I wouldn’t be so quick to give them a pass, Lisa. They’re exploiting their daughter’s ordeal for their own gain by publishing a book about it. (If they simply want to get the word out about her spiritual odyssey, why charge anything more than the cost of the book?) The story was over when she returned and has been out of the eye of the media for a while. The only reason to bring it up again is to promote a book.
Let’s remember that we don’t know anything about this situation other than what we’ve been spoonfed by the media. We don’t know who did it - we know who’s been accused. We don’t know how or if she was abducted - we know only what she said.
It seems a bit incongruous to me that someone who is traumatized by her ordeal (seven months later) isn’t so traumatized that a book deal and a series of interviews is out of the question. Not impossible, however. (Her own mother describes her as “strong,” hardly an adjective one attaches to the traumatized. She even took her parents to the place where she’d allegedly been held.)
dantheman: What’s with the “we don’t know if she was abducted?” stint?
What do you mean? Were you there?
WTF do you think I mean? You and the OP are pulling this out of your ass that she wasn’t abducted!

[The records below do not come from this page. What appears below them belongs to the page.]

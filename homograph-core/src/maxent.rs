//! # Maximum Entropy (Regressão Logística Multinomial)
//!
//! Classificador discriminativo log-linear sobre vetores esparsos binários.
//!
//! ## Algoritmo
//! - **Treinamento**: Stochastic Gradient Descent (SGD), com penalidade L1
//!   (gradiente truncado) ou L2. A força da penalidade por passo é
//!   $\lambda = 1 / (C \cdot n)$, onde `n` é o número de exemplos: `C` grande
//!   significa pouca regularização.
//! - **Predição**: o rótulo com maior score; empates vão para o primeiro rótulo
//!   em ordem lexicográfica.
//!
//! O modelo calcula: P(rótulo | x) ~ exp(bias + dot(pesos, x))

use std::collections::{BTreeSet, HashMap};
use std::str::FromStr;

use serde::{Deserialize, Serialize};
use tracing::debug;

use crate::error::{HomographError, Result};
use crate::model::Classifier;
use crate::vectorizer::SparseVector;

#[derive(Debug, Clone, Copy, PartialEq, Eq, Default, Serialize, Deserialize)]
#[serde(rename_all = "snake_case")]
pub enum Penalty {
    /// Lasso: zera pesos pouco úteis (modelo esparso).
    #[default]
    L1,
    /// Ridge: encolhe pesos proporcionalmente.
    L2,
}

impl FromStr for Penalty {
    type Err = String;

    fn from_str(s: &str) -> std::result::Result<Self, Self::Err> {
        match s.to_ascii_lowercase().as_str() {
            "l1" => Ok(Penalty::L1),
            "l2" => Ok(Penalty::L2),
            other => Err(format!("unknown penalty {other:?} (expected l1 or l2)")),
        }
    }
}

/// Hiperparâmetros do treino por SGD.
#[derive(Debug, Clone, PartialEq, Serialize, Deserialize)]
pub struct MaxEntConfig {
    /// Número de passadas completas pelos dados.
    pub epochs: usize,
    /// Taxa de aprendizado ($\eta$).
    pub learning_rate: f64,
    pub penalty: Penalty,
    /// Inverso da força de regularização.
    pub c: f64,
}

impl Default for MaxEntConfig {
    fn default() -> Self {
        Self {
            epochs: 20,
            learning_rate: 0.1,
            penalty: Penalty::L1,
            c: 100.0,
        }
    }
}

/// Modelo de Entropia Máxima.
///
/// Os pesos ficam num bloco denso por rótulo: `weights[k * dim + f]` é o peso
/// da feature `f` para o rótulo `k`. O bias de cada rótulo não é regularizado.
#[derive(Debug, Clone, Serialize, Deserialize)]
pub struct MaxEntModel {
    config: MaxEntConfig,
    /// Rótulos conhecidos, ordenados.
    labels: Vec<String>,
    weights: Vec<f64>,
    bias: Vec<f64>,
    dim: usize,
}

impl MaxEntConfig {
    /// `c` e `learning_rate` precisam ser positivos e finitos.
    pub fn validate(&self) -> Result<()> {
        for (name, value) in [("C", self.c), ("learning rate", self.learning_rate)] {
            if !(value.is_finite() && value > 0.0) {
                return Err(HomographError::InvalidConfig { name, value });
            }
        }
        Ok(())
    }
}

impl MaxEntModel {
    pub fn new(config: MaxEntConfig) -> Self {
        Self {
            config,
            labels: Vec::new(),
            weights: Vec::new(),
            bias: Vec::new(),
            dim: 0,
        }
    }

    pub fn labels(&self) -> &[String] {
        &self.labels
    }

    fn compute_scores(&self, x: &SparseVector) -> Vec<f64> {
        (0..self.labels.len())
            .map(|k| self.bias[k] + x.dot(&self.weights[k * self.dim..(k + 1) * self.dim]))
            .collect()
    }
}

impl Classifier for MaxEntModel {
    fn fit(&mut self, x: &[SparseVector], y: &[String]) -> Result<()> {
        self.config.validate()?;
        if x.is_empty() {
            return Err(HomographError::EmptyTrainingSet);
        }
        if x.len() != y.len() {
            return Err(HomographError::LengthMismatch {
                predicted: x.len(),
                gold: y.len(),
            });
        }

        let label_set: BTreeSet<&String> = y.iter().collect();
        self.labels = label_set.into_iter().cloned().collect();
        let label_index: HashMap<&str, usize> = self
            .labels
            .iter()
            .enumerate()
            .map(|(i, l)| (l.as_str(), i))
            .collect();
        let gold: Vec<usize> = y.iter().map(|l| label_index[l.as_str()]).collect();

        self.dim = x.iter().map(|v| v.dim).max().unwrap_or(0);
        self.weights = vec![0.0; self.labels.len() * self.dim];
        self.bias = vec![0.0; self.labels.len()];

        let rate = self.config.learning_rate;
        let lambda = 1.0 / (self.config.c * x.len() as f64);

        for epoch in 0..self.config.epochs {
            let mut correct = 0;

            for (xi, &gi) in x.iter().zip(&gold) {
                // 1. Forward
                let scores = self.compute_scores(xi);
                if argmax(&scores) == gi {
                    correct += 1;
                }
                let probs = softmax(&scores);

                // 2. Atualização: w = w + rate * (indicador_rótulo_correto - prob)
                for (k, prob) in probs.into_iter().enumerate() {
                    let indicator = if k == gi { 1.0 } else { 0.0 };
                    let error = indicator - prob;
                    if error.abs() <= 1e-9 {
                        continue;
                    }
                    self.bias[k] += rate * error;

                    let row = &mut self.weights[k * self.dim..(k + 1) * self.dim];
                    for &f in &xi.indices {
                        let Some(w) = row.get_mut(f) else { continue };
                        *w = match self.config.penalty {
                            Penalty::L2 => *w + rate * (error - lambda * *w),
                            Penalty::L1 => shrink(*w + rate * error, rate * lambda),
                        };
                    }
                }
            }

            debug!(
                "maxent epoch {epoch}: acurácia de treino {:.2}%",
                correct as f64 / x.len() as f64 * 100.0
            );
        }

        Ok(())
    }

    fn predict(&self, x: &[SparseVector]) -> Vec<String> {
        if self.labels.is_empty() {
            return Vec::new();
        }
        x.iter()
            .map(|xi| self.labels[argmax(&self.compute_scores(xi))].clone())
            .collect()
    }
}

/// Aproxima o peso de zero em `amount`, sem cruzar o zero (gradiente truncado).
fn shrink(w: f64, amount: f64) -> f64 {
    if w > amount {
        w - amount
    } else if w < -amount {
        w + amount
    } else {
        0.0
    }
}

fn softmax(scores: &[f64]) -> Vec<f64> {
    let max_score = scores.iter().cloned().fold(f64::NEG_INFINITY, f64::max);
    let exps: Vec<f64> = scores.iter().map(|s| (s - max_score).exp()).collect();
    let sum: f64 = exps.iter().sum();
    exps.into_iter().map(|e| e / sum).collect()
}

/// Índice do maior score; o primeiro vence em caso de empate.
pub(crate) fn argmax(scores: &[f64]) -> usize {
    let mut best = 0;
    for (i, &score) in scores.iter().enumerate() {
        if score > scores[best] {
            best = i;
        }
    }
    best
}

#[cfg(test)]
mod tests {
    use super::*;

    fn sv(indices: &[usize], dim: usize) -> SparseVector {
        SparseVector {
            indices: indices.to_vec(),
            dim,
        }
    }

    fn labels(names: &[&str]) -> Vec<String> {
        names.iter().map(|s| s.to_string()).collect()
    }

    #[test]
    fn test_maxent_simple_learning() {
        let x = vec![sv(&[0, 2], 4), sv(&[1, 3], 4), sv(&[0, 3], 4), sv(&[1, 2], 4)];
        let y = labels(&["bass_fish", "bass_music", "bass_fish", "bass_music"]);

        let mut model = MaxEntModel::new(MaxEntConfig::default());
        model.fit(&x, &y).unwrap();

        assert_eq!(model.labels(), ["bass_fish", "bass_music"]);
        assert_eq!(model.predict(&[sv(&[0], 4), sv(&[1], 4)]), ["bass_fish", "bass_music"]);
    }

    #[test]
    fn test_maxent_l2_learning() {
        let config = MaxEntConfig {
            penalty: Penalty::L2,
            ..MaxEntConfig::default()
        };
        let x = vec![sv(&[0], 2), sv(&[1], 2)];
        let y = labels(&["a", "b"]);

        let mut model = MaxEntModel::new(config);
        model.fit(&x, &y).unwrap();
        assert_eq!(model.predict(&x), ["a", "b"]);
    }

    #[test]
    fn test_unseen_features_fall_back_to_prior() {
        let x = vec![sv(&[0], 1), sv(&[0], 1), sv(&[0], 1), sv(&[0], 1)];
        let y = labels(&["b", "a", "a", "a"]);

        let mut model = MaxEntModel::new(MaxEntConfig::default());
        model.fit(&x, &y).unwrap();
        assert_eq!(model.predict(&[sv(&[], 1)]), ["a"]);
    }

    #[test]
    fn test_empty_training_set() {
        let mut model = MaxEntModel::new(MaxEntConfig::default());
        assert!(matches!(model.fit(&[], &[]), Err(HomographError::EmptyTrainingSet)));
    }

    #[test]
    fn test_rejects_non_positive_regularization() {
        let x = vec![sv(&[0], 2), sv(&[1], 2)];
        let y = labels(&["a", "b"]);

        for c in [0.0, -1.0, f64::INFINITY, f64::NAN] {
            let mut model = MaxEntModel::new(MaxEntConfig {
                penalty: Penalty::L2,
                c,
                ..MaxEntConfig::default()
            });
            let err = model.fit(&x, &y).unwrap_err();
            assert!(matches!(err, HomographError::InvalidConfig { name: "C", .. }));
            assert!(model.labels().is_empty());
        }
    }

    #[test]
    fn test_rejects_non_positive_learning_rate() {
        let config = MaxEntConfig {
            learning_rate: 0.0,
            ..MaxEntConfig::default()
        };
        assert!(matches!(
            config.validate(),
            Err(HomographError::InvalidConfig { name: "learning rate", .. })
        ));
        assert!(MaxEntConfig::default().validate().is_ok());
    }

    #[test]
    fn test_shrink_does_not_cross_zero() {
        assert_eq!(shrink(0.5, 0.2), 0.3);
        assert_eq!(shrink(-0.1, 0.2), 0.0);
        assert_eq!(shrink(-0.5, 0.25), -0.25);
    }

    #[test]
    fn test_argmax_ties_go_to_first() {
        assert_eq!(argmax(&[1.0, 3.0, 3.0]), 1);
        assert_eq!(argmax(&[0.0, 0.0]), 0);
    }

    #[test]
    fn test_penalty_from_str() {
        assert_eq!("L2".parse::<Penalty>(), Ok(Penalty::L2));
        assert!("elasticnet".parse::<Penalty>().is_err());
    }
}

No. I am saying it’s possible she was not, because I have no empirical evidence that she was. I was not there. All I know about the situation is second- , third- , and fourth-hand, at least.
At no point did I say she was not abducted. I said we don’t know that she was. Do you see the difference?
They had a habit of having drifters do their housework. Nine months after the kidnapping, and after the police have arrested another vagrant on their say so, the Smarts “realize” that “Emmanuel”/Mitchell could have been the guy and then immediately blame the police for not taking him seriously as a suspect. After getting their daughter back, they put her on a talk show tour and write a book about how getting lucky after a series of bad decisions somehow reaffirms their faith. Bah.
And the OP is waaaay off base- you do know that the kidnappers a) went cross-country and b) always kept Elizabeth veiled and refused to let her talk?
on preview- you’re out there too, Dantheman- do you have any evidence that what the media has “spoonfed” us is in any way incorrect? “Emmanuel’s” own relatives said that he was dangerous and said it was likely that he would’ve kidnapped someone.
I have two words for you, wring: Patty Hearst. She was silent for almost two decades and the story just died, didn’t it? Trust me, the Smarts version of events is just the tip of the iceberg. The reason you haven’t heard much since her return is because the trial hasn’t occurred yet and there is very limited information. But that will change in January. CourtTV will sue to broadcast the trial and the circus will begin again.
Then once the trial is over, some author or five will piece together the transcript of the trial and the police notes and come up with the down and dirty version of her story. It is, sadly, inevitable.
Perhaps, just perhaps, the Smarts realize what is to come and are just trying to gently ease her into it. I feel nothing but pity for both her and her family. They are damned no matter what they do. They can only control what they can control (that is, THEIR version of the story) and the rest is out of their hands.
I think dantheman is talking about the theory that Elizabeth went willingly (presumably to escape her “stifling Norman Rockwell-esque family” and be a “wild and crazy teenager”).
Of course, a teenaged girl taking off in the middle of the night with a much older male vagrant is still icky, but if she wanted to go, it’s not necessarily abduction.
Note that IMHO, Elizabeth was abducted, but I acknowledge that no one can prove what she did or did not want at the time.
Yes, please do say more. I live in Utah.